Small Sur We Live In Houses Made of Wood

[Tender Loving Empire; 2008]

Styles: folk, earth tones
Others: Akron Family, Espers, The Microphones, The Angels of Light

This is earth music. It's the sound one might expect to come echoing from far up on the cracked peak of a mountain or to come rushing quietly but with palpable force across the blades of grass, the sound one might imagine bubbling up from the sand as a small wave washes over it. Rising up from some limpid pool of reverb and youthful awe deep in the woods, Baltimore's Small Sur have presented us with a debut full-length that aims all its emotional force at nothing less than the painting, in broad and sweeping strokes, of a comprehensive portrait of the beauty of nature or, perhaps more accurately, the nature of beauty. By turns stoic, dark, and exuberant, but always sparse and expansive, We Live In Houses Made of Wood strikes remarkably close to its mark.

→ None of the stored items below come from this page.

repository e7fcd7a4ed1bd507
//! Authentication: JWT generation and validation.

pub mod jwt;
//! New-chat-message fan-out to conversation participants.

use steeple_core::categories::NotificationCategory;
use steeple_store::models::ChatMessage;

use crate::compose::{compose_chat_message, MessageTemplate};
use crate::context::EngineContext;
use crate::dispatch::{DeliveryFailure, DispatchResult};
use crate::prefs::allows_notification;
use crate::recipients::dedup_recipients;

/// Handle a newly created chat message.
///
/// Recipients are the conversation's participants minus the sender. Each
/// recipient gets an independent pipeline (user lookup, preference check,
/// send) so one failed branch never cancels the others; the pipelines run
/// concurrently. A failed participant lookup degrades to no recipients.
pub async fn handle_chat_message_created(
    ctx: &EngineContext,
    message_id: &str,
    message: &ChatMessage,
) -> DispatchResult {
    let participants = match ctx
        .stores
        .conversations
        .participants(&message.conversation_id)
        .await
    {
        Ok(ids) => ids,
        Err(e) => {
            tracing::warn!(
                message_id,
                conversation_id = %message.conversation_id,
                error = %e,
                "Participant lookup failed, skipping"
            );
            return DispatchResult::default();
        }
    };
    let recipient_ids = dedup_recipients([participants], &message.sender_id);

    let template = compose_chat_message(message_id, message);
    let hour = ctx.local_hour();
    let template_ref = &template;
    let deliveries = recipient_ids
        .iter()
        .map(|id| async move { notify_participant(ctx, message_id, id, template_ref, hour).await });
    let outcomes = futures::future::join_all(deliveries).await;

    let mut result = DispatchResult::default();
    for outcome in outcomes.into_iter().flatten() {
        match outcome {
            Ok(()) => result.success_count += 1,
            Err(failure) => {
                result.failure_count += 1;
                result.failures.push(failure);
            }
        }
    }
    tracing::info!(
        message_id,
        conversation_id = %message.conversation_id,
        sent = result.success_count,
        failed = result.failure_count,
        "Chat fan-out complete"
    );
    result
}

/// One recipient's pipeline: user lookup, preference check, send.
///
/// `None` means the recipient was skipped (no document, no token, or opted
/// out); `Some` carries the delivery outcome.
async fn notify_participant(
    ctx: &EngineContext,
    message_id: &str,
    user_id: &str,
    template: &MessageTemplate,
    hour: u8,
) -> Option<Result<(), DeliveryFailure>> {
    let user = match ctx.stores.users.get_user(user_id).await {
        Ok(Some(user)) => user,
        Ok(None) => {
            tracing::debug!(message_id, user_id, "Participant has no user document");
            return None;
        }
        Err(e) => {
            tracing::warn!(message_id, user_id, error = %e, "Participant lookup failed");
            return None;
        }
    };
    let token = user.delivery_token()?;
    if !allows_notification(
        ctx.stores.users.as_ref(),
        user_id,
        NotificationCategory::ChatMessages,
        hour,
    )
    .await
    {
        return None;
    }

    match ctx.push.send(&template.for_token(token)).await {
        Ok(()) => Some(Ok(())),
        Err(e) => Some(Err(DeliveryFailure {
            token: token.to_string(),
            reason: e.to_string(),
        })),
    }
}
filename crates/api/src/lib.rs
//! Steeple API server library.
//!
//! Exposes the building blocks (config, state, error handling, routes, auth)
//! so integration tests and the binary entrypoint can both access them.

pub mod auth;
pub mod config;
pub mod error;
pub mod handlers;
pub mod middleware;
pub mod routes;
pub mod state;
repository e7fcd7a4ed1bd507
//! Moderation webhook delivery.
//!
//! [`WebhookNotifier`] posts a JSON alert to an external chat webhook when a
//! new report arrives. Delivery is single-shot: the alert is best-effort and
//! the surrounding event handler already logs the outcome, so a failed POST
//! is surfaced as an error and never retried here.

use std::time::Duration;

use steeple_store::models::Report;

/// HTTP request timeout for a single delivery attempt.
const REQUEST_TIMEOUT: Duration = Duration::from_secs(10);

// ---------------------------------------------------------------------------
// Error
// ---------------------------------------------------------------------------

/// Error type for webhook delivery failures.
#[derive(Debug, thiserror::Error)]
pub enum WebhookError {
    /// The underlying HTTP request failed (network, DNS, timeout, etc.).
    #[error("HTTP request failed: {0}")]
    Request(#[from] reqwest::Error),

    /// The remote server returned a non-2xx status code.
    #[error("Webhook returned HTTP {0}")]
    HttpStatus(u16),
}

// ---------------------------------------------------------------------------
// WebhookNotifier
// ---------------------------------------------------------------------------

/// Posts moderation alerts to a configured webhook endpoint.
///
/// Constructed with `None` when no endpoint is configured; delivery then
/// degrades to a debug log instead of an error.
pub struct WebhookNotifier {
    client: reqwest::Client,
    url: Option<String>,
}

impl WebhookNotifier {
    /// Create a notifier with a pre-configured HTTP client.
    pub fn new(url: Option<String>) -> Self {
        let client = reqwest::Client::builder()
            .timeout(REQUEST_TIMEOUT)
            .build()
            .expect("Failed to build reqwest HTTP client");
        Self { client, url }
    }

    /// Whether an endpoint is configured.
    pub fn is_configured(&self) -> bool {
        self.url.is_some()
    }

    /// Deliver a new-report alert.
    ///
    /// Returns `Ok(())` without sending when no endpoint is configured.
    pub async fn notify_report(&self, report_id: &str, report: &Report) -> Result<(), WebhookError> {
        let Some(url) = &self.url else {
            tracing::debug!(report_id, "No moderation webhook configured, skipping alert");
            return Ok(());
        };

        let payload = report_message(report_id, report);
        let response = self.client.post(url).json(&payload).send().await?;
        if !response.status().is_success() {
            return Err(WebhookError::HttpStatus(response.status().as_u16()));
        }
        tracing::info!(report_id, "Moderation alert delivered");
        Ok(())
    }
}

/// Build the chat-webhook payload for a new report.
fn report_message(report_id: &str, report: &Report) -> serde_json::Value {
    serde_json::json!({
        "text": format!("New {} report received", report.target),
        "blocks": [
            {
                "type": "header",
                "text": { "type": "plain_text", "text": "🚨 New content report" }
            },
            {
                "type": "section",
                "fields": [
                    { "type": "mrkdwn", "text": format!("*Report ID:*\n{report_id}") },
                    { "type": "mrkdwn", "text": format!("*Target type:*\n{}", report.target) },
                    { "type": "mrkdwn", "text": format!("*Target ID:*\n{}", report.target_id) },
                    { "type": "mrkdwn", "text": format!("*Reason:*\n{}", report.reason) },
                    { "type": "mrkdwn", "text": format!("*Reporter:*\n{}", report.reporter_id) },
                    { "type": "mrkdwn", "text": format!("*Created at:*\n{}", report.created_at.to_rfc3339()) }
                ]
            }
        ]
    })
}

// ---------------------------------------------------------------------------
// Tests
// ---------------------------------------------------------------------------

The instrumentation on the album is characterized by a saturation of reverb and conspicuously scant, yet sturdy and grounded, arrangement. One could easily be forgiven for mistaking pieces of the album for field recordings from some magical eden, as each instrument is handled with such delicacy (with the possible exception of the electric bass, which seems to function as a sort of compelling and restraining foundation for everything else, the tectonic plate motion to the rest of the album's earth). The entirety of the enterprise has a vital honesty about it. Little ditties such as "Ohhhhhh Pt. 2" and "I Love The Sun" sound as if they were born out of pure, excessive joy, as if the songs were being performed for the first time.

Other songs feel as if they were born after days and days of incredibly painful, non-anaesthesized labor. The perfect example of this latter type is the undeniable centerpiece of the album, "Roots." The song is a deep-rumbling meditation, seemingly on the death of singer and multi-instrumentalist Bob Keal's father, that churns around the horizons of our perception like a far-off locomotive for nearly seven minutes. Keal's vocals, which are potent throughout the entire album, are particularly transcendent here, and when he sings "And then we buried him in the corn field/ Oh, oh the roots they hold his soul," the term "haunting" is forever redefined.

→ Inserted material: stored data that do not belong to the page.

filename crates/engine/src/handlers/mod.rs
//! Per-event orchestration.
//!
//! Each handler is a thin sequence over the building blocks: resolve
//! candidates, filter by preference, compose, dispatch, log. Handlers never
//! fail the surrounding event for delivery problems; only unexpected store
//! write errors propagate (from the moderation path, where a lost write
//! matters).

mod chat;
mod comment;
mod post;
mod report;

pub use chat::handle_chat_message_created;
pub use comment::handle_comment_created;
pub use post::handle_post_created;
pub use report::handle_report_created;

use steeple_core::categories::NotificationCategory;
use steeple_store::models::User;

use crate::compose::MessageTemplate;
use crate::context::EngineContext;
use crate::prefs::allows_notification;
use crate::push::OutboundMessage;

/// Filter `candidates` by preference and stamp the template per token.
///
/// Candidates without a registered delivery token are skipped silently; the
/// preference check runs once per remaining candidate at the current local
/// hour, with the lookups issued concurrently. Order is preserved.
pub(crate) async fn eligible_messages(
    ctx: &EngineContext,
    candidates: &[User],
    category: NotificationCategory,
    template: &MessageTemplate,
) -> Vec<OutboundMessage> {
    let hour = ctx.local_hour();
    let checks = candidates
        .iter()
        .filter_map(|user| user.delivery_token().map(|token| (user, token)))
        .map(|(user, token)| async move {
            allows_notification(ctx.stores.users.as_ref(), &user.id, category, hour)
                .await
                .then(|| template.for_token(token))
        });
    futures::future::join_all(checks)
        .await
        .into_iter()
        .flatten()
        .collect()
}

#[cfg(test)]
mod tests {
    use std::sync::Arc;

    use steeple_store::models::NotificationSettings;
    use steeple_store::Stores;

    use super::*;
    use crate::compose::compose_test;
    use crate::push::LoggingPushClient;
    use crate::webhook::WebhookNotifier;

    fn user(id: &str, token: Option<&str>, settings: Option<NotificationSettings>) -> User {
        User {
            id: id.to_string(),
            display_name: id.to_string(),
            fcm_token: token.map(str::to_string),
            parish_id: None,
            favorite_parish_ids: vec![],
            settings,
        }
    }

    #[tokio::test]
    async fn tokenless_and_opted_out_candidates_are_skipped() {
        let (stores, store) = Stores::memory();
        let opted_out = user(
            "quiet",
            Some("tok-quiet"),
            Some(NotificationSettings {
                enabled: false,
                ..NotificationSettings::default()
            }),
        );
        let eligible = user("loud", Some("tok-loud"), None);
        let tokenless = user("bare", None, None);
        for u in [&opted_out, &eligible, &tokenless] {
            store.put_user(u.clone()).await;
        }

        let ctx = EngineContext::new(
            stores,
            Arc::new(LoggingPushClient),
            Arc::new(WebhookNotifier::new(None)),
        );
        let template = compose_test(NotificationCategory::Notices);
        let messages = eligible_messages(
            &ctx,
            &[opted_out, eligible, tokenless],
            NotificationCategory::Notices,
            &template,
        )
        .await;

        assert_eq!(messages.len(), 1);
        assert_eq!(messages[0].token, "tok-loud");
    }
}
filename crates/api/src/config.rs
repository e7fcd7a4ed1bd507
use steeple_engine::context::DEFAULT_QUIET_HOURS_UTC_OFFSET;

use crate::auth::jwt::JwtConfig;

/// Server configuration loaded from environment variables.
///
/// All fields except the JWT secret have sensible defaults suitable for
/// local development. In production, override via environment variables.
#[derive(Debug, Clone)]
pub struct ServerConfig {
    /// Bind address (default: `0.0.0.0`).
    pub host: String,
    /// Bind port (default: `3000`).
    pub port: u16,
    /// Allowed CORS origins, parsed from comma-separated `CORS_ORIGINS` env var.
    pub cors_origins: Vec<String>,
    /// HTTP request timeout in seconds (default: `30`).
    pub request_timeout_secs: u64,
    /// Slack webhook URL for moderation alerts; alerts are skipped when unset.
    pub slack_webhook_url: Option<String>,
    /// UTC offset, in whole hours, for quiet-hour evaluation (default: `9`).
    pub quiet_hours_utc_offset: i8,
    /// JWT token configuration (secret, expiry).
    pub jwt: JwtConfig,
}

impl ServerConfig {
    /// Load configuration from environment variables with defaults.
    ///
    /// | Env Var                  | Default                 |
    /// |--------------------------|-------------------------|
    /// | `HOST`                   | `0.0.0.0`               |
    /// | `PORT`                   | `3000`                  |
    /// | `CORS_ORIGINS`           | `http://localhost:5173` |
    /// | `REQUEST_TIMEOUT_SECS`   | `30`                    |
    /// | `SLACK_WEBHOOK_URL`      | unset                   |
    /// | `QUIET_HOURS_UTC_OFFSET` | `9`                     |
    pub fn from_env() -> Self {
        let host = std::env::var("HOST").unwrap_or_else(|_| "0.0.0.0".into());

        let port: u16 = std::env::var("PORT")
            .unwrap_or_else(|_| "3000".into())
            .parse()
            .expect("PORT must be a valid u16");

        let cors_origins: Vec<String> = std::env::var("CORS_ORIGINS")
            .unwrap_or_else(|_| "http://localhost:5173".into())
            .split(',')
            .map(|s| s.trim().to_string())
            .filter(|s| !s.is_empty())
            .collect();

        let request_timeout_secs: u64 = std::env::var("REQUEST_TIMEOUT_SECS")
            .unwrap_or_else(|_| "30".into())
            .parse()
            .expect("REQUEST_TIMEOUT_SECS must be a valid u64");

        let slack_webhook_url = std::env::var("SLACK_WEBHOOK_URL")
            .ok()
            .filter(|s| !s.is_empty());

        let quiet_hours_utc_offset: i8 = std::env::var("QUIET_HOURS_UTC_OFFSET")
            .unwrap_or_else(|_| DEFAULT_QUIET_HOURS_UTC_OFFSET.to_string())
            .parse()
            .expect("QUIET_HOURS_UTC_OFFSET must be a valid i8");

        let jwt = JwtConfig::from_env();

        Self {
            host,
            port,
            cors_origins,
            request_timeout_secs,
            slack_webhook_url,
            quiet_hours_utc_offset,
            jwt,
        }
    }
}
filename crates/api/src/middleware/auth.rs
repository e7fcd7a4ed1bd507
//! JWT-based authentication extractor for Axum handlers.

use axum::extract::FromRequestParts;
use axum::http::request::Parts;
use steeple_core::error::CoreError;
use steeple_core::types::UserId;

use crate::auth::jwt::validate_token;
use crate::error::AppError;
use crate::state::AppState;

/// Authenticated user extracted from a JWT Bearer token in the `Authorization` header.
///
/// Use this as an extractor parameter in any handler that requires authentication:
///
/// ```ignore
/// async fn my_handler(user: AuthUser) -> AppResult<Json<()>> {
///     tracing::info!(user_id = %user.user_id, "handling request");
///     Ok(Json(()))
/// }
/// ```
#[derive(Debug, Clone)]
pub struct AuthUser {
    /// The user's document id (from `claims.sub`).
    pub user_id: UserId,
}

impl FromRequestParts<AppState> for AuthUser {
    type Rejection = AppError;

    async fn from_request_parts(
        parts: &mut Parts,
        state: &AppState,
    ) -> Result<Self, Self::Rejection> {
        let auth_header = parts
            .headers
            .get("authorization")
            .and_then(|v| v.to_str().ok())
            .ok_or_else(|| {
                AppError::Core(CoreError::Unauthenticated(
                    "Missing Authorization header".into(),
                ))
            })?;

        let token = auth_header.strip_prefix("Bearer ").ok_or_else(|| {
            AppError::Core(CoreError::Unauthenticated(
                "Invalid Authorization format. Expected: Bearer <token>".into(),
            ))
        })?;

        let claims = validate_token(token, &state.config.jwt).map_err(|_| {
            AppError::Core(CoreError::Unauthenticated("Invalid or expired token".into()))
        })?;

        Ok(AuthUser {
            user_id: claims.sub,
        })
    }
}
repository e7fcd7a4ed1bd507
//! Report documents.

use std::fmt;

use serde::{Deserialize, Serialize};
use steeple_core::types::{DocId, Timestamp, UserId};

/// What kind of entity a report points at.
#[derive(Debug, Clone, Copy, PartialEq, Eq, Hash, Serialize, Deserialize)]
#[serde(rename_all = "lowercase")]
pub enum ReportTarget {
    Post,
    Comment,
    User,
}

impl ReportTarget {
    pub fn as_str(&self) -> &'static str {
        match self {
            ReportTarget::Post => "post",
            ReportTarget::Comment => "comment",
            ReportTarget::User => "user",
        }
    }
}

impl fmt::Display for ReportTarget {
    fn fmt(&self, f: &mut fmt::Formatter<'_>) -> fmt::Result {
        f.write_str(self.as_str())
    }
}

/// A document from the `reports` collection.
#[derive(Debug, Clone, Serialize, Deserialize)]
pub struct Report {
    pub target: ReportTarget,
    pub target_id: DocId,
    pub reporter_id: UserId,
    #[serde(default = "default_reason")]
    pub reason: String,
    pub created_at: Timestamp,
}

fn default_reason() -> String {
    "unspecified".to_string()
}
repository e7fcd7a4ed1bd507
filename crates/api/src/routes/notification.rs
//! Route definitions for the `/notifications` resource.
//!
//! All endpoints require authentication.

use axum::routing::post;
use axum::Router;

use crate::handlers::notification;
use crate::state::AppState;

/// Routes mounted at `/notifications`.
///
/// ```text
/// POST   /test    -> send_test_notification
/// ```
pub fn router() -> Router<AppState> {
    Router::new().route("/test", post(notification::send_test_notification))
}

These songs are not accessible. Even the simplest, most childlike melodies here echo around within us somewhere we don't often go. The album is not descriptive of the beauty of the world; it's simply content to show us. As if through a glass window at a museum, these songs pull us through the window and out into it. The album says, "You have to see this for yourself." These are nourishing songs, songs that are as close as we city-dwellers can get to the feeling of a strong harvest, songs you have to experience with your bare hands, pulling them out of the ground and shaking the soil off them.